• **Information supplied**
↓↓↓

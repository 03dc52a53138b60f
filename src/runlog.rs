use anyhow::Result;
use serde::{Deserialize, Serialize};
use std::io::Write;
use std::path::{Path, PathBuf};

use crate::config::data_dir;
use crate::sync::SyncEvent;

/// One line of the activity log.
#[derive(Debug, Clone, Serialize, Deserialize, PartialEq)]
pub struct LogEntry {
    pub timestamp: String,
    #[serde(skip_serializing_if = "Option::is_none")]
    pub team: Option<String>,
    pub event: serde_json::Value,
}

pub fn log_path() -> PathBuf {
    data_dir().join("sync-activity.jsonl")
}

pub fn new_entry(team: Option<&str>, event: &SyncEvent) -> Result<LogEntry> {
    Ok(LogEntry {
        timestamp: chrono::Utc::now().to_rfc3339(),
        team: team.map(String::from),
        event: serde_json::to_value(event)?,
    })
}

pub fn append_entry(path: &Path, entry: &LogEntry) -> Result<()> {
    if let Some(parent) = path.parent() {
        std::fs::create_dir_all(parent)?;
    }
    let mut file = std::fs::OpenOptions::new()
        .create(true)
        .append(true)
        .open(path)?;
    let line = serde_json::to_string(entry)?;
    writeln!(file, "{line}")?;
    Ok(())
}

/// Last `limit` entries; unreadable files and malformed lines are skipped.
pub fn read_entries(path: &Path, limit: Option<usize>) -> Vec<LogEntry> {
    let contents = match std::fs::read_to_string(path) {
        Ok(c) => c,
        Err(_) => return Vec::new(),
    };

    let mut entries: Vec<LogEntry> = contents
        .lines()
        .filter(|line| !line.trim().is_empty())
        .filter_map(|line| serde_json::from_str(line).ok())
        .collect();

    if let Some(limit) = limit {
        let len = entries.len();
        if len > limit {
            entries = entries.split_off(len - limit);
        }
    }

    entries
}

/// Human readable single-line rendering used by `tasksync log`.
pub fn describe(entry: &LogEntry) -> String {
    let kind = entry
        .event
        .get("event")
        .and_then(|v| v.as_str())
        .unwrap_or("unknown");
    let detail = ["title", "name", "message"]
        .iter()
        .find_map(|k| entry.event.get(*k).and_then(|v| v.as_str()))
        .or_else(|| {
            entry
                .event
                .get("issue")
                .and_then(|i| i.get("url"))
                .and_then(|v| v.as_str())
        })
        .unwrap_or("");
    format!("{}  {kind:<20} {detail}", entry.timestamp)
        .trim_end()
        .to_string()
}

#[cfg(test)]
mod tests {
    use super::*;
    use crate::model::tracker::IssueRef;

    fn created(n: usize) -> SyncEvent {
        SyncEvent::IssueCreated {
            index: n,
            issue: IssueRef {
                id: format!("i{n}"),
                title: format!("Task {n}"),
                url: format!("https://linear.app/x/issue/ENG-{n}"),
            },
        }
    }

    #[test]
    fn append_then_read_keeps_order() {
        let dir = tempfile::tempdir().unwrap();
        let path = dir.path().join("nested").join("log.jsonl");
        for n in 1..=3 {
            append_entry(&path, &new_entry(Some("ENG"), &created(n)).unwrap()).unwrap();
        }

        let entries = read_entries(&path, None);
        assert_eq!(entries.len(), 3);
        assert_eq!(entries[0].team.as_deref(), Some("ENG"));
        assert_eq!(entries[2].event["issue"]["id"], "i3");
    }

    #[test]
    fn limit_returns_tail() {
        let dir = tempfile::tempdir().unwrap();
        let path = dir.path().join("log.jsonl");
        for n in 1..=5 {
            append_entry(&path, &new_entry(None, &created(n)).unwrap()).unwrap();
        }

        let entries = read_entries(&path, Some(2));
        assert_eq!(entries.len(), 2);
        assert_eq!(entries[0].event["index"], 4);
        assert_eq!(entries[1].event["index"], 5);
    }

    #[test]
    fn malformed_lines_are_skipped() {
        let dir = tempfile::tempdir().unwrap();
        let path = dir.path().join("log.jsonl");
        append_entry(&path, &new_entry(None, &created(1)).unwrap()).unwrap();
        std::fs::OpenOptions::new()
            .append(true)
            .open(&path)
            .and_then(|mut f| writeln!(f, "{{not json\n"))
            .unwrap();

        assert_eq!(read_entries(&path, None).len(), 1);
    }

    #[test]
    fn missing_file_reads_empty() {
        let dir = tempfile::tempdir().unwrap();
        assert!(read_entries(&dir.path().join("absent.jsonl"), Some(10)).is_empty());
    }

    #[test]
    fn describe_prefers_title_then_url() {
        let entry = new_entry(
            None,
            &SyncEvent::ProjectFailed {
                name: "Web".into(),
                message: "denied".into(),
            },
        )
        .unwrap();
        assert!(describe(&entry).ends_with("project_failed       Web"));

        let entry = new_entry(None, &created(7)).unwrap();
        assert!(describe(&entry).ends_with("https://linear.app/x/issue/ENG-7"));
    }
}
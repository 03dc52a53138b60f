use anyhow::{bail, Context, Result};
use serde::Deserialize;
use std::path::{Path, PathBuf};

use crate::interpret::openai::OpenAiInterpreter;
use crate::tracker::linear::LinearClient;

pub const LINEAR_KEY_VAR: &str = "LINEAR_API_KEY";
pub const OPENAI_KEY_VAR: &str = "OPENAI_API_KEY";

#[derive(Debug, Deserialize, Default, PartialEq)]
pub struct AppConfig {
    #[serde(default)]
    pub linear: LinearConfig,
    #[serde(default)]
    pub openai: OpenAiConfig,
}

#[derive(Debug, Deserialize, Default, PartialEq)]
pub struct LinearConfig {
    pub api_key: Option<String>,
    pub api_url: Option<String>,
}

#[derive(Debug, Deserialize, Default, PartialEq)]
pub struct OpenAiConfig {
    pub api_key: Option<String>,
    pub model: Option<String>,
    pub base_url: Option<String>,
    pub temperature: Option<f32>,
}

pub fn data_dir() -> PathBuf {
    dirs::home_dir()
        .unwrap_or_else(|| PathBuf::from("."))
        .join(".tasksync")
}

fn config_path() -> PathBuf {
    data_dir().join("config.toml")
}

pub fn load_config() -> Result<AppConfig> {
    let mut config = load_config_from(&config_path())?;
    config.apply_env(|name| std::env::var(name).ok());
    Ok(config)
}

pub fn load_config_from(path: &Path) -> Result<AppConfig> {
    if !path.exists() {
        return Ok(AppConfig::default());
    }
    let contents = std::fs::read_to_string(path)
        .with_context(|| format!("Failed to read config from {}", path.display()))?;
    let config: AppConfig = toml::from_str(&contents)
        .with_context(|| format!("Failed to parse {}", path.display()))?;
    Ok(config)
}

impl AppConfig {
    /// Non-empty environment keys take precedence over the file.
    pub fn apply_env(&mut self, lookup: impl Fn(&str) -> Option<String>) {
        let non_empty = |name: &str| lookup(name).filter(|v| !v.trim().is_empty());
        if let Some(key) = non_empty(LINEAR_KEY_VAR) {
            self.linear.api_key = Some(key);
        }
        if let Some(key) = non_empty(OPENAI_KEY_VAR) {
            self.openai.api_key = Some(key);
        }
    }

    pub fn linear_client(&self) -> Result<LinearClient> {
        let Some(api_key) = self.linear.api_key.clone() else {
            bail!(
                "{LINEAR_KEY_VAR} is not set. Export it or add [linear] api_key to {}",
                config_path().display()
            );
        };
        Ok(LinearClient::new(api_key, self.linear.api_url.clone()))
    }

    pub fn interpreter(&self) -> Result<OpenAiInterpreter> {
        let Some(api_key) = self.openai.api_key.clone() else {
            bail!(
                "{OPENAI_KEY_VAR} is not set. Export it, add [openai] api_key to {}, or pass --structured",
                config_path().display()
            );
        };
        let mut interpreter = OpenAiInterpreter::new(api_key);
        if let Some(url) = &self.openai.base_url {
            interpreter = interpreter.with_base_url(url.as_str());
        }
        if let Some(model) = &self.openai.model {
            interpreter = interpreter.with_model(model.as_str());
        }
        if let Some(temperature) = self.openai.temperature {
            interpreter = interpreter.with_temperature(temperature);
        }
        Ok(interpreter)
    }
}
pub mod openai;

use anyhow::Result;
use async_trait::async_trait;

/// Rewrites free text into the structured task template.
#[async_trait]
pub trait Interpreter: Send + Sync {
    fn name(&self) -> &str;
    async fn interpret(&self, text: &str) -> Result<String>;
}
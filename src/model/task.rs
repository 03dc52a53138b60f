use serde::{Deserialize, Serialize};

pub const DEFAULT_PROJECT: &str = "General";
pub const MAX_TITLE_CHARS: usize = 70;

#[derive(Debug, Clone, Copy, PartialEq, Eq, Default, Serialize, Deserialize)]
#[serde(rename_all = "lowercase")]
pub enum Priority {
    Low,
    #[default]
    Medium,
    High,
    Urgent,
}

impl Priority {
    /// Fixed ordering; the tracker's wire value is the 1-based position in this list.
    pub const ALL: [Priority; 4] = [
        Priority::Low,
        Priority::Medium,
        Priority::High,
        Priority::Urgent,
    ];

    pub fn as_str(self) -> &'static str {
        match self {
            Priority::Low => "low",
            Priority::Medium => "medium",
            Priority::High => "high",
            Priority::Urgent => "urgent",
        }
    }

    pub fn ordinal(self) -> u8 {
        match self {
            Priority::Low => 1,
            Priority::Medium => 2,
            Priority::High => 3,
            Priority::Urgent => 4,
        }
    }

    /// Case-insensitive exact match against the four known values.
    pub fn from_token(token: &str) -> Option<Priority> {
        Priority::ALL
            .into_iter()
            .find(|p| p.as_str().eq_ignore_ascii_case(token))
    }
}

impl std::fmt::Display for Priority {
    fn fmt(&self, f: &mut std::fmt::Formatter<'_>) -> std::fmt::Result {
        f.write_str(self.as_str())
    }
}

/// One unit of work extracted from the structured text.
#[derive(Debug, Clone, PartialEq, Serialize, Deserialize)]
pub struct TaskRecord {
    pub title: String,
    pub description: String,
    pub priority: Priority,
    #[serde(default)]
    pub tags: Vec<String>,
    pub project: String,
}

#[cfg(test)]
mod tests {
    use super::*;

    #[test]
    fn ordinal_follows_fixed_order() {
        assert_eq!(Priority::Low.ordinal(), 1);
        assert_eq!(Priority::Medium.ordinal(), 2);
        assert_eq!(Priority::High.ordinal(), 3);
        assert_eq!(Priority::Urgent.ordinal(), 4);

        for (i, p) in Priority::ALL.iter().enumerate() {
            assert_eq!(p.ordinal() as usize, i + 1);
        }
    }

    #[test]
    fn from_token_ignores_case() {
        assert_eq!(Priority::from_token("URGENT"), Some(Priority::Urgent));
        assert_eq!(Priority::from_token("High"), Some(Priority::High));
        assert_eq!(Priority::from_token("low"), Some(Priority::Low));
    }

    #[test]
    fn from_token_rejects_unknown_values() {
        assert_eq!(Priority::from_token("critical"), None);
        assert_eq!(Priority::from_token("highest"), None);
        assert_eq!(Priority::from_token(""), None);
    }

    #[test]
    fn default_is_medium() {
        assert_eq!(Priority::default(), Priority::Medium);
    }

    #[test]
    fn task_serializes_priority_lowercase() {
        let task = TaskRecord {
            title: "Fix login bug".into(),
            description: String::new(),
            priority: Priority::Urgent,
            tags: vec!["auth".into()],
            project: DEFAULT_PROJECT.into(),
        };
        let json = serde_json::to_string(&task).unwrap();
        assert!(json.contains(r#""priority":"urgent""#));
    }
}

↑↑↑

• **Problem**
Using the entries above, quote each line verbatim from the first through the line that contains "let mut entries: Vec<LogEntry> = contents".

• **Task solution**
repository 03dc52a53138b60f
filename src/runlog.rs
use anyhow::Result;
use serde::{Deserialize, Serialize};
use std::io::Write;
use std::path::{Path, PathBuf};

use crate::config::data_dir;
use crate::sync::SyncEvent;

/// One line of the activity log.
#[derive(Debug, Clone, Serialize, Deserialize, PartialEq)]
pub struct LogEntry {
    pub timestamp: String,
    #[serde(skip_serializing_if = "Option::is_none")]
    pub team: Option<String>,
    pub event: serde_json::Value,
}

pub fn log_path() -> PathBuf {
    data_dir().join("sync-activity.jsonl")
}

pub fn new_entry(team: Option<&str>, event: &SyncEvent) -> Result<LogEntry> {
    Ok(LogEntry {
        timestamp: chrono::Utc::now().to_rfc3339(),
        team: team.map(String::from),
        event: serde_json::to_value(event)?,
    })
}

pub fn append_entry(path: &Path, entry: &LogEntry) -> Result<()> {
    if let Some(parent) = path.parent() {
        std::fs::create_dir_all(parent)?;
    }
    let mut file = std::fs::OpenOptions::new()
        .create(true)
        .append(true)
        .open(path)?;
    let line = serde_json::to_string(entry)?;
    writeln!(file, "{line}")?;
    Ok(())
}

/// Last `limit` entries; unreadable files and malformed lines are skipped.
pub fn read_entries(path: &Path, limit: Option<usize>) -> Vec<LogEntry> {
    let contents = match std::fs::read_to_string(path) {
        Ok(c) => c,
        Err(_) => return Vec::new(),
    };

    let mut entries: Vec<LogEntry> = contents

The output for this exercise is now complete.